As Jonathan Harris points out in this article, technology is extremely influential. He compares it to medicine, both as it is helpful to humanity, but also how it can be a drug and detrimental to those who use it. With medicine, it is comforting that there are several layers of regulation that prevent our society from abusing medicine to an extent. But the technology that is used today does not go through an analogous set of layers. Instead, Jonathan Harris points out examples where technology not only thrives off of addiction, but actively attempts to infect its users. He talks about how positive it can be for a tech start-up to have users that can’t stay away.

This technological addiction problem is why we must study Ethics. Instead of focusing on producing the next brainless application, innovation should focus on things that are helpful for society. While it seems now that no one in our society is required to use any such apps, there are some applications on the path to being a social requirement. For example, how many connections and communications are facilitated by Facebook? How many sites implement a primary Facebook login system? It is certainly possible for someone to never use Facebook, but consider the consequences if this changes. Who is in control of all that information? Executives at Facebook. Are they regulated in the same way that the FDA regulates medicine? Currently, they are private and face no such type of regulation. One can only hope that technology never becomes more addictive or some sort of requirement to live normally with no sort or regulations. It is for this reason that Ethics in the context of Computer Science and Engineering and all sorts of innovation in general need to be heavily considered and followed. Technology is leading our world today and will continue to be the key to innovation. To prevent it from being destructive, ethical codes must be constructed and be at the heart of all development.

 

reading00 — Introduction

 

My name is Luke Duane. I am from Grapevine, Texas and am a senior at the University of Notre Dame, studying Computer Science.

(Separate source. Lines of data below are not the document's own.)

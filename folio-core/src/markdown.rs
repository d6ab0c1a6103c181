use pulldown_cmark::{Event, Options, Parser, Tag, TagEnd};
use serde::Serialize;

use crate::document::Document;
use crate::slug::slugify;

const EXCERPT_CHARS: usize = 280;
const WORDS_PER_MINUTE: usize = 200;

/// What the rendering layer needs to know about a body without rendering it.
#[derive(Debug, Clone, PartialEq, Eq, Serialize)]
pub struct Digest {
    pub excerpt: String,
    pub word_count: usize,
    pub reading_minutes: usize,
    pub outline: Vec<Heading>,
}

#[derive(Debug, Clone, PartialEq, Eq, Serialize)]
pub struct Heading {
    pub level: u32,
    pub text: String,
    pub anchor: String,
}

pub fn digest(document: &Document) -> Digest {
    digest_markdown(&document.body, document.summary.as_deref())
}

pub fn digest_markdown(body: &str, summary: Option<&str>) -> Digest {
    let parser = Parser::new_ext(body, Options::all());

    let mut word_count = 0;
    let mut outline = Vec::new();
    let mut first_paragraph: Option<String> = None;

    let mut heading: Option<(u32, String)> = None;
    let mut paragraph: Option<String> = None;
    let mut in_code_block = false;

    for event in parser {
        match event {
            Event::Start(Tag::Heading { level, .. }) => {
                heading = Some((level as u32, String::new()));
            }
            Event::End(TagEnd::Heading(_)) => {
                if let Some((level, text)) = heading.take() {
                    let text = text.trim().to_string();
                    // The only H1 should be the page title.
                    if level >= 2 && !text.is_empty() {
                        outline.push(Heading {
                            level,
                            anchor: slugify(&text),
                            text,
                        });
                    }
                }
            }
            Event::Start(Tag::Paragraph) if first_paragraph.is_none() => {
                paragraph = Some(String::new());
            }
            Event::End(TagEnd::Paragraph) => {
                if let Some(text) = paragraph.take() {
                    let text = collapse_whitespace(&text);
                    if !text.is_empty() {
                        first_paragraph = Some(text);
                    }
                }
            }
            Event::Start(Tag::CodeBlock(_)) => in_code_block = true,
            Event::End(TagEnd::CodeBlock) => in_code_block = false,
            Event::Text(text) | Event::Code(text) => {
                if in_code_block {
                    continue;
                }
                word_count += text.split_whitespace().count();
                if let Some((_, buf)) = heading.as_mut() {
                    buf.push_str(&text);
                }
                if let Some(buf) = paragraph.as_mut() {
                    buf.push_str(&text);
                }
            }
            Event::SoftBreak | Event::HardBreak => {
                if let Some(buf) = paragraph.as_mut() {
                    buf.push(' ');
                }
            }
            _ => continue,
        }
    }

    let excerpt = match summary {
        Some(summary) => summary.to_string(),
        None => truncate_words(&first_paragraph.unwrap_or_default(), EXCERPT_CHARS),
    };

    Digest {
        excerpt,
        word_count,
        reading_minutes: word_count.div_ceil(WORDS_PER_MINUTE).max(1),
        outline,
    }
}

fn collapse_whitespace(text: &str) -> String {
    text.split_whitespace().collect::<Vec<_>>().join(" ")
}

/// Cut `text` to at most `max` characters on a word boundary, marking the cut.
fn truncate_words(text: &str, max: usize) -> String {
    if text.chars().count() <= max {
        return text.to_string();
    }

    let cut: String = text.chars().take(max).collect();
    let kept = match cut.rfind(char::is_whitespace) {
        Some(end) => &cut[..end],
        None => cut.as_str(),
    };
    format!("{}…", kept.trim_end())
}
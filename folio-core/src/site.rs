use std::collections::BTreeMap;
use std::path::Path;

use chrono::NaiveDate;
use serde::Serialize;
use serde_json::Value;

use crate::document::{Document, Identity};
use crate::error::PipelineError;
use crate::filter::Mode;
use crate::markdown::{Digest, digest};
use crate::related::SeriesIndex;
use crate::sequence::Sequence;
use crate::slug::Permalinks;
use crate::tags::TagIndex;

/// Immutable result of one pipeline run.
///
/// Listings (`documents`, `tags`, `series`, prev/next, related) only ever see
/// the documents visible in `mode`. Direct lookup by identity sees all of them.
#[derive(Debug)]
pub struct Site {
    pub(crate) mode: Mode,
    pub(crate) documents: BTreeMap<Identity, Document>,
    pub(crate) permalinks: Permalinks,
    pub(crate) sequence: Sequence,
    pub(crate) tags: TagIndex,
    pub(crate) series: SeriesIndex,
    pub(crate) related: BTreeMap<Identity, Vec<Identity>>,
}

impl Site {
    pub fn mode(&self) -> Mode {
        self.mode
    }

    /// Visible documents, newest first.
    pub fn documents(&self) -> impl Iterator<Item = &Document> {
        self.sequence
            .order()
            .iter()
            .filter_map(|identity| self.documents.get(identity))
    }

    /// Any loaded document, drafts included.
    pub fn document(&self, identity: &Identity) -> Option<&Document> {
        self.documents.get(identity)
    }

    /// Number of documents loaded, visible or not.
    pub fn loaded(&self) -> usize {
        self.documents.len()
    }

    pub fn permalink(&self, identity: &Identity) -> Option<&str> {
        self.permalinks.url(identity)
    }

    pub fn prev(&self, identity: &Identity) -> Option<&Document> {
        self.sequence
            .prev(identity)
            .and_then(|id| self.documents.get(id))
    }

    pub fn next(&self, identity: &Identity) -> Option<&Document> {
        self.sequence
            .next(identity)
            .and_then(|id| self.documents.get(id))
    }

    pub fn sequence(&self) -> &Sequence {
        &self.sequence
    }

    pub fn tags(&self) -> &TagIndex {
        &self.tags
    }

    pub fn series(&self) -> &SeriesIndex {
        &self.series
    }

    pub fn related(&self, identity: &Identity) -> &[Identity] {
        self.related
            .get(identity)
            .map(Vec::as_slice)
            .unwrap_or_default()
    }

    /// The serializable view handed to the rendering layer.
    pub fn manifest(&self) -> Manifest {
        let documents = self
            .documents()
            .map(|document| self.manifest_entry(document))
            .collect();

        let tags = self
            .tags
            .iter()
            .map(|(tag, entry)| ManifestTag {
                name: tag.to_string(),
                url: entry.url.clone(),
                documents: entry.documents.iter().filter_map(|id| self.link(id)).collect(),
            })
            .collect();

        let series = self
            .series
            .iter()
            .map(|(name, members)| ManifestSeries {
                name: name.to_string(),
                parts: members.iter().filter_map(|id| self.link(id)).collect(),
            })
            .collect();

        Manifest {
            mode: self.mode,
            documents,
            tags,
            series,
        }
    }

    /// Write the manifest as pretty JSON, creating parent directories.
    pub fn write_manifest(&self, path: &Path) -> Result<(), PipelineError> {
        let json = serde_json::to_string_pretty(&self.manifest())?;

        // Ensure parent directory exists
        if let Some(parent) = path.parent() {
            std::fs::create_dir_all(parent).map_err(|e| PipelineError::io(parent, e))?;
        }
        std::fs::write(path, json).map_err(|e| PipelineError::io(path, e))?;

        tracing::info!("Wrote manifest to {}", path.display());
        Ok(())
    }

    fn link(&self, identity: &Identity) -> Option<Link> {
        let document = self.documents.get(identity)?;
        Some(Link {
            identity: identity.clone(),
            title: document.title.clone(),
            url: self.permalinks.url(identity)?.to_string(),
        })
    }

    fn manifest_entry(&self, document: &Document) -> ManifestEntry {
        let identity = &document.identity;

        ManifestEntry {
            identity: identity.clone(),
            url: self.permalinks.url(identity).unwrap_or_default().to_string(),
            title: document.title.clone(),
            date: document.date,
            draft: document.draft,
            tags: document
                .tags
                .iter()
                .filter_map(|tag| {
                    self.tags.get(tag).map(|entry| TagLink {
                        name: tag.clone(),
                        url: entry.url.clone(),
                    })
                })
                .collect(),
            prev: self.sequence.prev(identity).and_then(|id| self.link(id)),
            next: self.sequence.next(identity).and_then(|id| self.link(id)),
            related: self.related(identity).iter().filter_map(|id| self.link(id)).collect(),
            series: self.series.position(identity).map(|position| SeriesLink {
                name: position.name.to_string(),
                part: position.part,
                of: position.of,
            }),
            digest: digest(document),
            extra: document.extra.clone(),
        }
    }
}

#[derive(Debug, Clone, Serialize)]
pub struct Manifest {
    pub mode: Mode,
    pub documents: Vec<ManifestEntry>,
    pub tags: Vec<ManifestTag>,
    pub series: Vec<ManifestSeries>,
}

#[derive(Debug, Clone, Serialize)]
pub struct ManifestEntry {
    pub identity: Identity,
    pub url: String,
    pub title: String,
    pub date: NaiveDate,
    pub draft: bool,
    pub tags: Vec<TagLink>,
    pub prev: Option<Link>,
    pub next: Option<Link>,
    pub related: Vec<Link>,
    pub series: Option<SeriesLink>,
    #[serde(flatten)]
    pub digest: Digest,
    pub extra: BTreeMap<String, Value>,
}

#[derive(Debug, Clone, PartialEq, Eq, Serialize)]
pub struct Link {
    pub identity: Identity,
    pub title: String,
    pub url: String,
}

#[derive(Debug, Clone, PartialEq, Eq, Serialize)]
pub struct TagLink {
    pub name: String,
    pub url: String,
}

#[derive(Debug, Clone, PartialEq, Eq, Serialize)]
pub struct SeriesLink {
    pub name: String,
    pub part: usize,
    pub of: usize,
}

#[derive(Debug, Clone, Serialize)]
pub struct ManifestTag {
    pub name: String,
    pub url: String,
    pub documents: Vec<Link>,
}

#[derive(Debug, Clone, Serialize)]
pub struct ManifestSeries {
    pub name: String,
    pub parts: Vec<Link>,
}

I chose Computer Science as my major back in Freshman year because I wanted to develop problem solving and analytical skills that would help no matter what sort of career path I chose. I believe that engineers can provide ways of thinking that are helpful to almost all businesses and Computer Science was the most interesting flavor of engineering that I experienced in my Engineering 101 course.

For this course, I hope to gain an understanding of the ethical problems that surround computer science and development. I am interested in developing an understanding of issues related to technology like privacy and copyright.

Outside of school, my interests include sports, cooking, hiking, and traveling to new places. My favorite sports team is the Green Bay Packers, and one of the highest items on my bucket list is to watch them in person play in the Super Bowl.